This is not really correct. China accumulates US dollars to peg the RMB/USD from rising, delaying the inevitable rebalancing of US – China trade and money flows. They cannot spend this money inside China without first converting it, which would revalue the RMB/USD. Their only choice, so long as they peg the RMB/USD, is which US asset to own: govt bonds, corporate bonds, real property, etc.
zen:
January 22nd, 2008 at 1:48 am
Hi FM
Let me explain further.
You’re right, they do peg for this reason but that flows out of the grand consensus of "four modernizations" hammered out by Deng Xiaoping on how China was going to make strategic choices regarding deferring or allowing consumption in terms of it’s future development. These were not mere budgetary yawners but had been quite literally life or death questions under Mao ZeDong for those cadres who came out against Mao’s maniacal Great Leap and spending priorities. Questions that were not settled for good until Deng passed power to his proteges. To make make major economic decisions without elite consensus – i.e. a narrow faction around Hu forces a top-down decision – is to reopen a very dangerous kind of jockeying.
TMLutas:
January 22nd, 2008 at 12:31 pm
What Fallows doesn’t seem to address much is what this does to US psychology. What happens to the character to the average guy who gets, essentially, free money every day. 1 B / day in deferred compensation is a bit less than $1 for every PRC citizen but it’s over $3/day for every US citizen and that’s just from the PRC. Divide the monthly trade deficit by 30 days and 300M americans and you get about $6/day or $180/month in foreigner paid allowances per individual. A family of four is getting $700-$750 a month on average. Some places, that’s better money than welfare and, I would suggest, quite possibly as soul destroying. The only thing that’s a saving grace is that this unearned largess generally is invisible. There’s no "check from the world" that directly infantalizes us. On the other hand, there’s no way to avoid the largess. You can turn down a government check. Most don’t but it’s at least theoretically possible. This trade deficit subsidy is much harder to avoid.
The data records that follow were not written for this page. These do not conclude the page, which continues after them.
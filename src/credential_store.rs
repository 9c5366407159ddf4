//! Credential persistence.
//!
//! Each backend's credential is one JSON document. The OS keyring is the
//! primary home; when the keyring is unavailable the document is written to
//! an owner-only file in the config directory instead.

use serde::{Deserialize, Serialize};
use sha2::{Digest, Sha256};
use std::collections::HashMap;
use std::fmt;
use std::io::Write;
use std::path::{Path, PathBuf};
use std::sync::{Mutex, PoisonError};
use std::time::{Duration, SystemTime, UNIX_EPOCH};
use thiserror::Error;

use crate::backends::BackendId;
use crate::config::{ConfigError, StorageBackend, StorageConfig};

#[derive(Error, Debug)]
pub enum StoreError {
    #[error("Keyring error: {0}")]
    Keyring(#[from] keyring::Error),
    #[error("IO error: {0}")]
    Io(#[from] std::io::Error),
    #[error("JSON error: {0}")]
    Json(#[from] serde_json::Error),
    #[error("Config error: {0}")]
    Config(#[from] ConfigError),
}

/// Seconds since the Unix epoch
pub(crate) fn unix_now() -> u64 {
    SystemTime::now()
        .duration_since(UNIX_EPOCH)
        .map(|d| d.as_secs())
        .unwrap_or(0)
}

/// Everything needed to make authenticated calls to one backend
#[derive(Clone, PartialEq, Eq, Serialize, Deserialize)]
#[serde(rename_all = "camelCase")]
pub struct Credential {
    pub backend: BackendId,
    pub access_token: String,
    #[serde(default, skip_serializing_if = "Option::is_none")]
    pub refresh_token: Option<String>,
    /// Unix timestamp; `None` means the backend does not expire credentials
    #[serde(default, skip_serializing_if = "Option::is_none")]
    pub expires_at: Option<u64>,
    #[serde(default, skip_serializing_if = "Option::is_none")]
    pub instance_url: Option<String>,
}

impl Credential {
    pub fn new(backend: BackendId, access_token: impl Into<String>) -> Self {
        Self {
            backend,
            access_token: access_token.into(),
            refresh_token: None,
            expires_at: None,
            instance_url: None,
        }
    }

    pub fn with_refresh_token(mut self, refresh_token: impl Into<String>) -> Self {
        self.refresh_token = Some(refresh_token.into());
        self
    }

    pub fn with_expires_at(mut self, expires_at: u64) -> Self {
        self.expires_at = Some(expires_at);
        self
    }

    pub fn with_instance_url(mut self, instance_url: impl Into<String>) -> Self {
        self.instance_url = Some(instance_url.into());
        self
    }

    /// Expired, or expiring within `buffer`. Credentials without an expiry
    /// never report expired.
    pub fn is_expired(&self, buffer: Duration) -> bool {
        match self.expires_at {
            Some(expires_at) => expires_at <= unix_now() + buffer.as_secs(),
            None => false,
        }
    }

    pub fn seconds_remaining(&self) -> Option<u64> {
        self.expires_at.map(|t| t.saturating_sub(unix_now()))
    }

    /// Short stable identifier for logs; never reveals the token
    pub fn fingerprint(&self) -> String {
        let digest = Sha256::digest(self.access_token.as_bytes());
        hex::encode(&digest[..6])
    }
}

impl fmt::Debug for Credential {
    fn fmt(&self, f: &mut fmt::Formatter<'_>) -> fmt::Result {
        f.debug_struct("Credential")
            .field("backend", &self.backend)
            .field("access_token", &format_args!("[{}]", self.fingerprint()))
            .field(
                "refresh_token",
                &self.refresh_token.as_ref().map(|_| "[redacted]"),
            )
            .field("expires_at", &self.expires_at)
            .field("instance_url", &self.instance_url)
            .finish()
    }
}

/// A place credentials can be kept
pub trait SecretStore: Send + Sync {
    /// Short name used in logs (e.g. "keyring")
    fn name(&self) -> &'static str;

    /// `Ok(None)` when nothing is stored for the backend
    fn load(&self, backend: BackendId) -> Result<Option<Credential>, StoreError>;

    /// Replace the stored credential in a single write
    fn save(&self, credential: &Credential) -> Result<(), StoreError>;

    /// Idempotent: succeeds when nothing is stored
    fn delete(&self, backend: BackendId) -> Result<(), StoreError>;
}

/// OS keyring (Keychain, Credential Manager, kernel keyutils)
pub struct KeyringStore {
    service: String,
}

impl KeyringStore {
    pub fn new(service: impl Into<String>) -> Self {
        Self {
            service: service.into(),
        }
    }

    fn entry(&self, backend: BackendId) -> Result<keyring::Entry, StoreError> {
        Ok(keyring::Entry::new(&self.service, backend.as_str())?)
    }
}

impl SecretStore for KeyringStore {
    fn name(&self) -> &'static str {
        "keyring"
    }

    fn load(&self, backend: BackendId) -> Result<Option<Credential>, StoreError> {
        match self.entry(backend)?.get_password() {
            Ok(json) => Ok(Some(serde_json::from_str(&json)?)),
            Err(keyring::Error::NoEntry) => Ok(None),
            Err(e) => Err(e.into()),
        }
    }

    fn save(&self, credential: &Credential) -> Result<(), StoreError> {
        let json = serde_json::to_string(credential)?;
        self.entry(credential.backend)?.set_password(&json)?;
        Ok(())
    }

    fn delete(&self, backend: BackendId) -> Result<(), StoreError> {
        match self.entry(backend)?.delete_credential() {
            Ok(()) | Err(keyring::Error::NoEntry) => Ok(()),
            Err(e) => Err(e.into()),
        }
    }
}

/// One JSON file per backend, readable only by the owner
pub struct FileStore {
    dir: PathBuf,
}

impl FileStore {
    pub fn new(dir: impl Into<PathBuf>) -> Self {
        Self { dir: dir.into() }
    }

    fn path(&self, backend: BackendId) -> PathBuf {
        self.dir.join(format!("{}.json", backend))
    }
}

impl SecretStore for FileStore {
    fn name(&self) -> &'static str {
        "file"
    }

    fn load(&self, backend: BackendId) -> Result<Option<Credential>, StoreError> {
        let path = self.path(backend);
        if !path.exists() {
            return Ok(None);
        }
        let content = std::fs::read_to_string(&path)?;
        Ok(Some(serde_json::from_str(&content)?))
    }

    fn save(&self, credential: &Credential) -> Result<(), StoreError> {
        create_private_dir(&self.dir)?;
        let json = serde_json::to_vec_pretty(credential)?;
        write_private(&self.path(credential.backend), &json)?;
        Ok(())
    }

    fn delete(&self, backend: BackendId) -> Result<(), StoreError> {
        let path = self.path(backend);
        if path.exists() {
            std::fs::remove_file(&path)?;
            tracing::debug!("Deleted {:?}", path);
        }
        Ok(())
    }
}

fn create_private_dir(dir: &Path) -> std::io::Result<()> {
    std::fs::create_dir_all(dir)?;
    #[cfg(unix)]
    {
        use std::os::unix::fs::PermissionsExt;
        std::fs::set_permissions(dir, std::fs::Permissions::from_mode(0o700))?;
    }
    Ok(())
}

/// Write to a sibling temp file with mode 0600, then rename over the target
fn write_private(path: &Path, bytes: &[u8]) -> std::io::Result<()> {
    let tmp = path.with_extension("json.tmp");
    let mut options = std::fs::OpenOptions::new();
    options.write(true).create(true).truncate(true);
    #[cfg(unix)]
    {
        use std::os::unix::fs::OpenOptionsExt;
        options.mode(0o600);
    }

    let mut file = options.open(&tmp)?;
    #[cfg(unix)]
    {
        use std::os::unix::fs::PermissionsExt;
        file.set_permissions(std::fs::Permissions::from_mode(0o600))?;
    }
    file.write_all(bytes)?;
    file.sync_all()?;
    drop(file);

    std::fs::rename(&tmp, path)
}

/// Process-local store; nothing survives a restart
#[derive(Default)]
pub struct MemoryStore {
    entries: Mutex<HashMap<BackendId, Credential>>,
}

impl MemoryStore {
    pub fn new() -> Self {
        Self::default()
    }
}

impl SecretStore for MemoryStore {
    fn name(&self) -> &'static str {
        "memory"
    }

    fn load(&self, backend: BackendId) -> Result<Option<Credential>, StoreError> {
        let entries = self.entries.lock().unwrap_or_else(PoisonError::into_inner);
        Ok(entries.get(&backend).cloned())
    }

    fn save(&self, credential: &Credential) -> Result<(), StoreError> {
        let mut entries = self.entries.lock().unwrap_or_else(PoisonError::into_inner);
        entries.insert(credential.backend, credential.clone());
        Ok(())
    }

    fn delete(&self, backend: BackendId) -> Result<(), StoreError> {
        let mut entries = self.entries.lock().unwrap_or_else(PoisonError::into_inner);
        entries.remove(&backend);
        Ok(())
    }
}

/// Primary store with an optional fallback used when the primary errors
pub struct CredentialStore {
    primary: Box<dyn SecretStore>,
    fallback: Option<Box<dyn SecretStore>>,
}

impl CredentialStore {
    pub fn new(primary: impl SecretStore + 'static) -> Self {
        Self {
            primary: Box::new(primary),
            fallback: None,
        }
    }

    pub fn with_fallback(
        primary: impl SecretStore + 'static,
        fallback: impl SecretStore + 'static,
    ) -> Self {
        Self {
            primary: Box::new(primary),
            fallback: Some(Box::new(fallback)),
        }
    }

    pub fn from_config(config: &StorageConfig) -> Result<Self, ConfigError> {
        let store = match config.backend {
            StorageBackend::Keyring => Self::with_fallback(
                KeyringStore::new(&config.keyring_service),
                FileStore::new(crate::config::get_credentials_dir()?),
            ),
            StorageBackend::File => Self::new(FileStore::new(crate::config::get_credentials_dir()?)),
            StorageBackend::Memory => Self::new(MemoryStore::new()),
        };
        Ok(store)
    }

    pub fn load(&self, backend: BackendId) -> Result<Option<Credential>, StoreError> {
        match self.primary.load(backend) {
            Ok(Some(credential)) => return Ok(Some(credential)),
            Ok(None) => {}
            Err(e) => match &self.fallback {
                Some(fallback) => tracing::warn!(
                    "{} unavailable for {} ({}), trying {}",
                    self.primary.name(),
                    backend,
                    e,
                    fallback.name()
                ),
                None => return Err(e),
            },
        }

        match &self.fallback {
            Some(fallback) => fallback.load(backend),
            None => Ok(None),
        }
    }

    pub fn save(&self, credential: &Credential) -> Result<(), StoreError> {
        match self.primary.save(credential) {
            Ok(()) => {
                // a stale fallback copy would outlive a later keyring delete
                if let Some(fallback) = &self.fallback {
                    if let Err(e) = fallback.delete(credential.backend) {
                        tracing::debug!("Could not clear {} copy: {}", fallback.name(), e);
                    }
                }
                tracing::debug!(
                    "Stored {} credential {} in {}",
                    credential.backend,
                    credential.fingerprint(),
                    self.primary.name()
                );
                Ok(())
            }
            Err(e) => match &self.fallback {
                Some(fallback) => {
                    tracing::warn!(
                        "{} save failed for {} ({}), using {}",
                        self.primary.name(),
                        credential.backend,
                        e,
                        fallback.name()
                    );
                    fallback.save(credential)
                }
                None => Err(e),
            },
        }
    }

    pub fn delete(&self, backend: BackendId) -> Result<(), StoreError> {
        let primary = self.primary.delete(backend);
        let fallback = match &self.fallback {
            Some(fallback) => fallback.delete(backend),
            None => Ok(()),
        };
        primary.and(fallback)
    }
}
Fallows tiptoes through the psychological motivation for the PRC’s elite. They have good reason to believe that their personal necks are on the line. If this arrangement unravels catastrophically, the general population will wake up and realize how much of their personal lifetime misery might have been avoided had the government not forced them to save half their true earnings using instruments that they not only did not approve but ended up being unreliable. Some members of the elite will probably not survive that realization and the number could get quite large depending on how reliable the military remained.
So the elite, wanting to minimize casualties among their ranks, are likely to take another route. A military buildup strong on internal population control, diversification of enough of their holdings to guarantee pay for that military, and wait for the recessionary fire sales to buy up real income producing assets in the West, especially in the US.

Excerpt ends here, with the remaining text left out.